Chiunque sia fuori in Spagna in estate se ne accorgerà: dalle 14:00 alle 16:00 o anche alle 17:00 abbastanza spesso, in alcuni luoghi non succede nulla, le porte rimangono chiuse. Riapre solo più tardi, ma anche un po’ più a lungo, dato che la serata vera e propria non inizia prima delle 21:00 circa. Durante l’orario di chiusura, gli spagnoli fanno la tradizionale siesta, un pisolino dopo il brunch, anche a causa del caldo soffocante in questo momento, quando quasi nessuno vuole uscire volontariamente.

Ma da dove viene la voglia di fare un pisolino, quindi perché ci sentiamo assonnati quando fa caldo? Un gruppo di ricerca della Northwestern University nello stato americano dell’Illinois ha ora dimostrato che questa tradizione perenne, che tenta i residenti delle regioni più settentrionali, può avere cause biologiche. Negli esperimenti sugli animali Usando i moscerini della frutta, gli scienziati hanno scoperto che i loro cervelli hanno una specie di circuito del termometro che li rende assonnati se esposti a calore estremo. Il pisolino ha quindi un interessante background neurologico, che sembra essere efficace anche in organismi più primitivi dell’uomo.

Perché l’esperienza ha dimostrato che i moscerini della frutta tendono anche a fare un pisolino a metà giornata nelle giornate calde. Questo comportamento è stato programmato, come mostra la rete neurale simulata che ora esiste delle 100.000 cellule cerebrali della mosca. I sensori di temperatura sembrano essere divisi in caldo e freddo. colui il quale Termometro cerebrale per il freddo I ricercatori avevano già esaminato due anni fa. Tra le altre cose, può essere in parte responsabile del fatto che alcuni animali vadano in letargo.

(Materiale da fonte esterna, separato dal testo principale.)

use scenebin::{Cursor, Endian, FormatError, RelocatingWriter};

#[test]
fn test_at_restores_position_after_failure() {
    let data = [0u8; 16];
    let mut cur = Cursor::new(&data, Endian::Little);
    cur.set_position(2);
    let err = cur.at(8, |c| c.assert_u32(&[7], "probe")).unwrap_err();
    assert!(matches!(err, FormatError::StructuralMismatch { position: 8, .. }));
    assert_eq!(cur.position(), 2);
}

#[test]
fn test_at_restores_position_after_success() {
    let data: Vec<u8> = (0u8..16).collect();
    let mut cur = Cursor::new(&data, Endian::Little);
    cur.set_position(1);
    let v = cur.at(4, |c| c.read_u8()).unwrap();
    assert_eq!(v, 4);
    assert_eq!(cur.position(), 1);
}

#[test]
fn test_step_nesting() {
    let data = [0u8; 32];
    let mut cur = Cursor::new(&data, Endian::Little);
    cur.set_position(4);
    cur.step_in(16).unwrap();
    assert_eq!(cur.position(), 16);
    cur.step_in(24).unwrap();
    assert_eq!(cur.position(), 24);
    cur.step_out().unwrap();
    assert_eq!(cur.position(), 16);
    cur.step_out().unwrap();
    assert_eq!(cur.position(), 4);
}

#[test]
fn test_step_out_without_step_in_is_fatal() {
    let data = [0u8; 4];
    let mut cur = Cursor::new(&data, Endian::Little);
    assert!(matches!(
        cur.step_out(),
        Err(FormatError::InternalConsistency(_))
    ));
}

#[test]
fn test_step_in_past_end_is_rejected() {
    let data = [0u8; 4];
    let mut cur = Cursor::new(&data, Endian::Little);
    assert!(matches!(
        cur.step_in(5),
        Err(FormatError::OffsetOutOfRange { value: 5, bound: 4, .. })
    ));
}

#[test]
fn test_peek_does_not_move() {
    let data = [1, 0, 0, 0, 2, 0, 0, 0];
    let cur = Cursor::new(&data, Endian::Little);
    assert_eq!(cur.peek_u32_at(4).unwrap(), 2);
    assert_eq!(cur.position(), 0);
}

#[test]
fn test_read_past_end_is_out_of_range() {
    let data = [0u8; 3];
    let mut cur = Cursor::new(&data, Endian::Little);
    assert!(matches!(
        cur.read_u32(),
        Err(FormatError::OffsetOutOfRange { .. })
    ));
}

#[test]
fn test_assert_accepts_any_listed_value() {
    let data = (-1i32).to_le_bytes();
    let mut cur = Cursor::new(&data, Endian::Little);
    assert_eq!(cur.assert_i32(&[0, -1], "sentinel").unwrap(), -1);
}

#[test]
fn test_big_endian_primitives() {
    let mut w = RelocatingWriter::new(Endian::Big);
    w.write_u32(0x1122_3344).unwrap();
    w.write_i64(-2).unwrap();
    let bytes = w.finish().unwrap();
    assert_eq!(bytes[0], 0x11);

    let mut cur = Cursor::new(&bytes, Endian::Big);
    assert_eq!(cur.read_u32().unwrap(), 0x1122_3344);
    assert_eq!(cur.read_i64().unwrap(), -2);
}

#[test]
fn test_utf16_roundtrip() {
    let mut w = RelocatingWriter::new(Endian::Little);
    w.write_utf16("Döor ↑").unwrap();
    let bytes = w.finish().unwrap();

    let mut cur = Cursor::new(&bytes, Endian::Little);
    assert_eq!(cur.read_utf16().unwrap(), "Döor ↑");
    assert_eq!(cur.remaining(), 0, "terminator must be consumed");
}

#[test]
fn test_utf16_missing_terminator_is_rejected() {
    // "AB" with no trailing null unit.
    let bytes = [0x41, 0x00, 0x42, 0x00];
    let mut cur = Cursor::new(&bytes, Endian::Little);
    assert!(matches!(
        cur.read_utf16(),
        Err(FormatError::OffsetOutOfRange { .. })
    ));
}

#[test]
fn test_align_advances_to_boundary() {
    let data = [0u8; 16];
    let mut cur = Cursor::new(&data, Endian::Little);
    cur.set_position(5);
    cur.align(8);
    assert_eq!(cur.position(), 8);
    cur.align(8);
    assert_eq!(cur.position(), 8);
}

#[test]
fn test_writer_finish_reports_unfilled_slot() {
    let mut w = RelocatingWriter::new(Endian::Little);
    w.reserve_u64("c0.next").unwrap();
    match w.finish() {
        Err(FormatError::InternalConsistency(msg)) => assert!(msg.contains("c0.next")),
        other => panic!("expected InternalConsistency, got {other:?}"),
    }
}

#[test]
fn test_patches_follow_writer_endianness() {
    let mut w = RelocatingWriter::new(Endian::Big);
    w.reserve_u32("slot").unwrap();
    w.fill_u32("slot", 0x0102_0304).unwrap();
    let bytes = w.finish().unwrap();
    assert_eq!(bytes, [0x01, 0x02, 0x03, 0x04]);
}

La temperatura ideale per i moscerini della frutta è di 25°C. Se la temperatura aumenta, i “recettori assoluti del calore” interagiscono e gli animali iniziano ad adattare il comportamento della loro attività. “I cambiamenti di temperatura hanno potenti effetti sul comportamento sia negli esseri umani che negli animali”, afferma Marco Gallio, professore associato di neurobiologia al Weinberg College of Arts and Sciences e coautore dello studio. La temperatura può anche avere “gravi effetti” sul sonno, incluso il letargo. Le aree specifiche del cervello responsabili di questi compiti devono ora essere identificate. Nella Drosophila è stato identificato un neurone che sembra combinare temperature calde e fredde per influenzare il sonno. Potrebbe diventare un punto di partenza per ulteriori studi e quindi fornire maggiori indicazioni sulla necessità umana di un pisolino o di una fase di riposo nelle giornate calde.